Connect with us

Hi, what are you looking for?

Economics

Kalo Nanti Thrift Dilarang, Pemerintah Mau Kasih Jaminan Apa?

KUNINGAN (MASS) – Pengusaha thrifting Kuningan angkat bicara soal larangan baju impor bekas. Adalah Dzikri, salah satu pengusaha thrifting yang merespon pernyataan Kadiskopdagperin. Dzikri sendiri, mengaku sudah ikut dialog bersama Mendag RI Zulkifli Hasan dan MenkopUKM Teten Masduki baru-baru ini di Jakarta.

Menurutnya, gaya hidup belanja baju impor memang belakangan ini menjadi tren. Hal itu terbukti dengan hadirnya lapak lapak baju baik secara offline maupun online. Mungkin, lanjut Dzikri, meningkat pesatnya bisnis thrift ini diakibatkan oleh Covid, dimana masyarakat tetap ingin bergaya namun dengan budget yang minim.

“Saya sebagai pelaku usaha bisnis ini banyak mengalami hal menarik, termasuk menemukan barang-barang yang mewah, vintage, langka dan bahkan ternyata tidak semua thrift itu barang bekas pakai.

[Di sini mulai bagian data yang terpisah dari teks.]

// self
use crate::obs::{Stage, StageOutcome};

/// Records a stage outcome via the global metrics recorder (when enabled).
pub fn record_stage_outcome(stage: Stage, outcome: StageOutcome) {
	#[cfg(feature = "metrics")]
	{
		metrics::counter!(
			"obo_broker_stage_total",
			"stage" => stage.as_str(),
			"outcome" => outcome.as_str()
		)
		.increment(1);
	}

	#[cfg(not(feature = "metrics"))]
	{
		let _ = (stage, outcome);
	}
}
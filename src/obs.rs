//! Observability helpers for broker stages.
//!
//! - Every stage runs inside a `tracing` span named `obo_broker.stage` carrying the `stage` field.
//! - Enable the `metrics` feature to increment the `obo_broker_stage_total` counter for every
//!   attempt/success/failure, labeled by `stage` + `outcome`.

mod metrics;
mod tracing;

pub use self::metrics::*;
pub use self::tracing::*;

// self
use crate::_prelude::*;

/// Broker stages observed by spans and counters.
#[derive(Clone, Copy, Debug, PartialEq, Eq, Hash)]
pub enum Stage {
	/// Whole per-request pipeline.
	Pipeline,
	/// Per-tenant signature validation.
	Validation,
	/// Discovery document and signing key retrieval.
	Discovery,
	/// Client credential resolution.
	Credentials,
	/// On-Behalf-Of token exchange.
	Exchange,
	/// Derived token cache lookups.
	Cache,
}
impl Stage {
	/// Returns a stable label suitable for span or metric fields.
	pub const fn as_str(self) -> &'static str {
		match self {
			Stage::Pipeline => "pipeline",
			Stage::Validation => "validation",
			Stage::Discovery => "discovery",
			Stage::Credentials => "credentials",
			Stage::Exchange => "exchange",
			Stage::Cache => "cache",
		}
	}
}
impl Display for Stage {
	fn fmt(&self, f: &mut Formatter) -> FmtResult {
		f.write_str(self.as_str())
	}
}

/// Outcome labels recorded for each stage.
#[derive(Clone, Copy, Debug, PartialEq, Eq, Hash)]
pub enum StageOutcome {
	/// Entry to a stage.
	Attempt,
	/// Successful completion.
	Success,
	/// Failure propagated back to the caller.
	Failure,
	/// Cache served an existing entry.
	Hit,
	/// Cache had to populate the entry.
	Miss,
}
impl StageOutcome {
	/// Returns a stable label suitable for span or metric fields.
	pub const fn as_str(self) -> &'static str {
		match self {
			StageOutcome::Attempt => "attempt",
			StageOutcome::Success => "success",
			StageOutcome::Failure => "failure",
			StageOutcome::Hit => "hit",
			StageOutcome::Miss => "miss",
		}
	}

	/// Maps a result onto [`StageOutcome::Success`] or [`StageOutcome::Failure`].
	pub fn of<T, E>(result: &std::result::Result<T, E>) -> Self {
		if result.is_ok() { StageOutcome::Success } else { StageOutcome::Failure }
	}
}
impl Display for StageOutcome {
	fn fmt(&self, f: &mut Formatter) -> FmtResult {
		f.write_str(self.as_str())
	}
}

Saya banyak menemukan juga barang yang masih baru lengkap dengan tag labelnya,” kata Dzikri.

Baca : https://kuninganmass.com/dianggap-berdampak-buruk-thrifting-dilarang-pemerintah/

Ungkapan diatas, imbuh Dzikri, bukan ditujukan untuk counter narasi pemerintahan yang belakangan ini ramai diperbincangkan soal pelarangan pakaian impor bekas.

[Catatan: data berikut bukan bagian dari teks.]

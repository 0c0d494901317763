//! Multi-tenant On-Behalf-Of broker: validate inbound bearer tokens against each tenant's
//! published keys, exchange them for resource-scoped tokens, and cache the results behind
//! single-flight guards.

#![deny(clippy::all, missing_docs, unused_crate_dependencies)]

pub mod auth;
pub mod cache;
pub mod config;
pub mod credentials;
pub mod discovery;
pub mod error;
pub mod exchange;
pub mod http;
pub mod obs;
pub mod pipeline;
pub mod validator;
#[cfg(any(test, feature = "test"))]
pub mod _preludet {
	//! Convenience re-exports and helpers for integration tests; enabled via `cfg(test)` or the
	//! `test` crate feature.

	pub use crate::_prelude::*;

	// self
	use crate::{
		auth::CredentialPair,
		credentials::{CredentialResolver, StaticCredentials},
		exchange::{ExchangeSettings, OboExchanger, ReqwestOboExchanger},
		http::ReqwestHttpClient,
		validator::{TenantSignatureValidator, ValidatorSettings},
	};

	/// HMAC secret signing test tokens.
	pub const TEST_SIGNING_SECRET: &[u8] = b"0123456789abcdefghijklmnopqrstuvw";
	/// Key identifier published for [`TEST_SIGNING_SECRET`].
	pub const TEST_KID: &str = "test-key";
	/// Client identifier used by test fixtures.
	pub const TEST_CLIENT_ID: &str = "broker-client";
	/// Client secret used by test fixtures.
	pub const TEST_CLIENT_SECRET: &str = "broker-secret";
	/// Scope requested by test fixtures.
	pub const TEST_SCOPE: &str = "https://graph.microsoft.com/.default";

	/// Parses the base URL of a mock server into an authority.
	pub fn mock_authority(base: &str) -> Url {
		Url::parse(base).expect("Mock server base URL should parse.")
	}

	/// Builds exchange settings pointing at a mock authority.
	pub fn test_exchange_settings(authority: &Url) -> ExchangeSettings {
		ExchangeSettings::new(TEST_SCOPE).with_authority(authority.clone())
	}

	/// Constructs a reqwest-backed [`OboExchanger`] using static test credentials.
	pub fn build_test_exchanger(authority: &Url) -> ReqwestOboExchanger {
		let credentials: Arc<dyn CredentialResolver> = Arc::new(StaticCredentials::new(
			CredentialPair::new(TEST_CLIENT_ID, TEST_CLIENT_SECRET),
		));

		OboExchanger::new(test_exchange_settings(authority), credentials)
			.with_http_client(ReqwestHttpClient::default())
	}

	/// Signs `claims` with [`TEST_SIGNING_SECRET`] under key `kid`.
	pub fn mint_token(kid: &str, claims: &serde_json::Value) -> String {
		let mut header = jsonwebtoken::Header::new(jsonwebtoken::Algorithm::HS256);

		header.kid = Some(kid.to_owned());

		jsonwebtoken::encode(
			&header,
			claims,
			&jsonwebtoken::EncodingKey::from_secret(TEST_SIGNING_SECRET),
		)
		.expect("Test token should encode.")
	}

	/// Builds a token whose claims the pipeline accepts for `tenant`/`subject`, issued by
	/// `authority` and expiring `ttl_secs` from now.
	pub fn inbound_claims(
		authority: &Url,
		tenant: &str,
		subject: &str,
		ttl_secs: i64,
	) -> serde_json::Value {
		let now = OffsetDateTime::now_utc().unix_timestamp();

		serde_json::json!({
			"iss": format!("{}/{tenant}/v2.0", authority.as_str().trim_end_matches('/')),
			"tid": tenant,
			"oid": subject,
			"aud": "api://broker",
			"iat": now,
			"exp": now + ttl_secs,
		})
	}

	/// Key set document publishing [`TEST_SIGNING_SECRET`] under each of `kids`.
	pub fn jwks_body(kids: &[&str]) -> String {
		let keys = kids
			.iter()
			.map(|kid| {
				serde_json::json!({
					"kty": "oct",
					"kid": kid,
					"alg": "HS256",
					"k": "MDEyMzQ1Njc4OWFiY2RlZmdoaWprbG1ub3BxcnN0dXZ3",
				})
			})
			.collect::<Vec<_>>();

		serde_json::json!({ "keys": keys }).to_string()
	}

	/// Discovery document pointing at `jwks_uri`.
	pub fn discovery_body(issuer: &str, jwks_uri: &str) -> String {
		serde_json::json!({ "issuer": issuer, "jwks_uri": jwks_uri }).to_string()
	}

	/// Derived token the mock token endpoint hands out, expiring `ttl_secs` from now.
	pub fn derived_token(label: &str, ttl_secs: i64) -> String {
		let exp = OffsetDateTime::now_utc().unix_timestamp() + ttl_secs;

		mint_token("downstream", &serde_json::json!({ "sub": label, "exp": exp }))
	}

	/// Constructs a signature validator that accepts plain-HTTP mock discovery endpoints and the
	/// HMAC keys used by test fixtures.
	pub fn build_test_validator(authority: &Url) -> TenantSignatureValidator {
		let settings = ValidatorSettings::default()
			.with_authority(authority.clone())
			.require_https(false)
			.with_algorithms([jsonwebtoken::Algorithm::HS256]);

		TenantSignatureValidator::new(settings).expect("Test validator should build.")
	}
}

mod _prelude {
	pub use std::{
		collections::HashMap,
		error::Error as StdError,
		fmt::{Debug, Display, Formatter, Result as FmtResult},
		future::Future,
		hash::Hash,
		pin::Pin,
		str::FromStr,
		sync::Arc,
	};

	pub use async_lock::{Mutex as AsyncMutex, OnceCell as AsyncOnceCell};
	pub use parking_lot::{Mutex, RwLock};
	pub use reqwest::{Client as ReqwestClient, Error as ReqwestError};
	pub use serde::{Deserialize, Serialize};
	pub use thiserror::Error as ThisError;
	pub use time::{Duration, OffsetDateTime};
	pub use url::Url;

	pub use crate::error::{Error, Result};
}

pub use jsonwebtoken;
pub use oauth2;
pub use reqwest;
pub use url;
#[cfg(test)] use {color_eyre as _, httpmock as _};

“Sampai-sampai, Kepala Diskopdagperin ikut-ikutan pengen ambil bagian eksposure dari ke-viralan berita ini, katanya menghimbau secara humanis,” sebutnya.

Ia menjelaskan, thrift shop ini sudah membudaya dari dulu, sudah ada dan sudah mempunyai ekosistemnya sendiri. Permintaan masyarakat terhadap barang thrift ini selalu tinggi, artinya masyarakat sebagai konsumen juga penentu atas keberlangsungan industri ini. Dzikri mengutip hukum pasar, dimana demand sama dengan supply.

Dan yang jadi selalu jadi pertanyaannya, mengapa fenomena ini terjadi padahal sudah dilarang dan jelas ini kontradiktif dengan kebijakan pemerintah melarang baju bekas impor?

“Judul besar pelarangan bisnis impor pakaian bekas ini adalah ‘Membunuh Produk UMKM’, jujur saya tidak setuju. Thrift bukan ancaman terbesar penyebab produk UMKM tak laku. Banyak sekali faktor, let’s say berapa banyak kita impor pakaian baru dari China saja? khusus ini jangan searching datanya karena akan mempertebal asumsi bahwa Indonesia adalah budak China. Apa mungkin thrift dilarang karena bukan impor dari China? Who’s know,” tudingnya.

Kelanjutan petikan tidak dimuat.